Le 31 octobre à minuit – l’heure du déclenchement de l’insurrection de 1954 – nous montons au Monument élevé – c’est le terme qui convient car il faut monter une cinquantaine de marches – à la mémoire des martyrs de la guerre d’indépendance. Les noms en sont gravés sur des plaques de marbre : 558 noms car tous n’ont pas été retrouvés. Des familles entières ont disparu dont le souvenir s’est perdu. La flamme est rallumée et M. Belaoud Abdelkader, ancien moudjahid et ancien Maire rappelle leur sacrifice pour la Patrie algérienne. La population honore particulièrement une héroïne, Fatima Debouz, « la Jeanne d’Arc de Toudja », de la tribu des Debouz dont le village fut entièrement détruit et elle-même brûlée vive. Elle avait 18 ans. Avec Braham nous rencontrerons les descendants de cette famille dans leur village reconstruit. Le lendemain matin, la population est appelée à se rendre à ce même monument. Nous sommes une centaine de personnes qui défilons dans la rue principale derrière le drapeau algérien tenu aux quatre coins par des enfants. Le Président et les élus de l’APC (Assemblée Populaire Communale) sont présents au premier rang. Dans le défilé des gens d’un certain âge mais aussi des jeunes – nous nous entretiendrons avec deux d’entre eux – des enfants des écoles, la brigade de Gendarmerie, l’imam qui dira une prière au monument. Après la cérémonie une conférence a lieu en présence du Président (Maire) de l’APC (Photo: second à partir de la droite) qui m’invite à prendre la parole. Je parle de la signification historique du 1er novembre 1954 et de son retentissement dans le Monde. J’évoque les martyrs de Toudja. Je dis comment fut vécue en France le 1er novembre et j’évoque longuement le combat pour l’Indépendance des mineurs algériens des Cévennes qui pour la plupart étaient des voisins originaires de la vallée de la Soummam. Au cours de la collation qui suivra j’irai saluer l’imam et je m’entretiendrai avec un des frères de Rabah, vice-président de l’APC.
Nous sommes reçus à l’APC
L’Hôtel de Ville de Toudja est un bâtiment dont l’architecture qui date de l’indépendance fait honneur à la Commune. Nous sommes accueillis par le Président (Maire), M. Meddour Mohand-Ameziane membre du FFS et trois Vice-Présidents (Adjoints) dont un, M. Aït Ikhlef du FFS et deux du MPA, MM. Sadi Abderahmane et Benkhenniche Ahcen.

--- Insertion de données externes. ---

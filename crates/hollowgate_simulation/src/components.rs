//! Базовые ECS компоненты симуляции
//!
//! - Actor требует Health автоматически (Required Components, Bevy 0.16)
//! - Health с монотонным death-флагом (умерший актор не "воскресает")

use bevy::prelude::*;

/// Актор (игрок, враг) — базовый компонент для живых существ
///
/// Автоматически добавляет Health через Required Components.
#[derive(Component, Debug, Clone, Default, Reflect)]
#[reflect(Component)]
#[require(Health, MovementCommand)]
pub struct Actor {
    /// Stable ID фракции (friendly-fire проверки)
    pub faction_id: u64,
}

/// Результат применения урона к Health
#[derive(Debug, Clone, Copy, PartialEq, Eq)]
pub enum DamageOutcome {
    /// Урон не применён (actor мертв или amount <= 0)
    Ignored,
    /// Урон применён, actor жив
    Damaged,
    /// Урон применён и добил актора (death-флаг взведён этим вызовом)
    Died,
}

/// Здоровье актора
///
/// Инварианты:
/// - 0.0 ≤ current ≤ max
/// - dead взводится ровно один раз и никогда не сбрасывается уроном
#[derive(Component, Debug, Clone, Copy, Reflect)]
#[reflect(Component)]
pub struct Health {
    current: f32,
    max: f32,
    dead: bool,
}

impl Default for Health {
    fn default() -> Self {
        Self::new(100.0)
    }
}

impl Health {
    pub fn new(max: f32) -> Self {
        assert!(max > 0.0, "Health max must be positive, got {}", max);
        Self {
            current: max,
            max,
            dead: false,
        }
    }

    pub fn current(&self) -> f32 {
        self.current
    }

    pub fn max(&self) -> f32 {
        self.max
    }

    /// Нормализованное здоровье в [0, 1]
    pub fn normalized(&self) -> f32 {
        self.current / self.max
    }

    pub fn is_dead(&self) -> bool {
        self.dead
    }

    pub fn is_alive(&self) -> bool {
        !self.dead
    }

    /// Применяет урон. Clamp к нулю; переход через ноль взводит death-флаг
    /// ровно один раз. Урон по мертвому и amount <= 0 — no-op.
    pub fn take_damage(&mut self, amount: f32) -> DamageOutcome {
        if self.dead || amount <= 0.0 {
            return DamageOutcome::Ignored;
        }

        self.current = (self.current - amount).max(0.0);
        if self.current <= 0.0 {
            self.dead = true;
            DamageOutcome::Died
        } else {
            DamageOutcome::Damaged
        }
    }

    /// Лечение clamp'ится к max. Мертвого не воскрешает.
    pub fn heal(&mut self, amount: f32) {
        if self.dead || amount <= 0.0 {
            return;
        }
        self.current = (self.current + amount).min(self.max);
    }

    /// Полный restore для загрузки из save-данных (см. save.rs).
    /// Единственный путь которым dead-флаг может быть перезаписан.
    pub(crate) fn restore(&mut self, current: f32, max: f32, dead: bool) {
        assert!(max > 0.0, "Health max must be positive, got {}", max);
        self.max = max;
        self.current = current.clamp(0.0, max);
        self.dead = dead;
    }
}

/// Movement Command — команды движения для engine layer
///
/// Состояния пишут команды, engine-сторона читает и исполняет
/// через свой character controller (Command/Event architecture).
#[derive(Component, Debug, Clone, PartialEq, Reflect)]
#[reflect(Component)]
pub enum MovementCommand {
    /// Стоять на месте
    Idle,
    /// Двигаться в направлении (unit vector, world space)
    Move { direction: Vec3 },
    /// Физический импульс (knockback); затухает на стороне состояния
    Impulse { velocity: Vec3 },
    /// Остановиться немедленно
    Stop,
}

impl Default for MovementCommand {
    fn default() -> Self {
        Self::Idle
    }
}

Le MPA est un parti proche du Président Bouteflika. Son secrétaire général Amara Benyounes est Ministre du Commerce. L’APC de Toudja (les élections ont lieu au scrutin proportionnel avec répartition à la plus forte moyenne) compte 5 élus du FFS, 5 élus du MPA, 2 élus du RCD et 1 élu du FLN qui dirigent en commun. Une préfiguration en quelque sorte de la Conférence de Cohésion Nationale que propose le FFS. L’accueil est extrêmement chaleureux. L’ échange franc et approfondi. Notamment sur le budget de l’APC qui est constitué pour l’essentiel de crédits déconcentrés de l’Etat répartis par la wilaya. C’est une dotation globale dont les crédits sont affectés et ne peuvent donc être destinés à d’autres dépenses que celles pour lesquelles ils sont attribués. Ce qui laisse une très faible marge d’autonomie de gestion à l’APC. Par contre, si pour une raison valable, ils ne sont pas utilisés dans l’année, ils sont l’année suivante réaffectés selon les souhaits de l’APC. Les impôts et taxes directement perçus par l’APC représentent une part minime de son budget. Par exemple, selon les élus, la taxe foncière sur les propriétés bâties et non bâties est d’un très faible rapport. De nombreuses exonérations existent notamment pendant sept ans pour les habitations nouvelles ou agrandies. L’APC de Toudja perçoit une taxe versée par l’usine de jus de fruits et d’eau minérale. Le Président, M. Meddour avant que nous nous séparions me montre la photo de Fatima Debouz exposée dans la vitrine-bibliothèque de son bureau..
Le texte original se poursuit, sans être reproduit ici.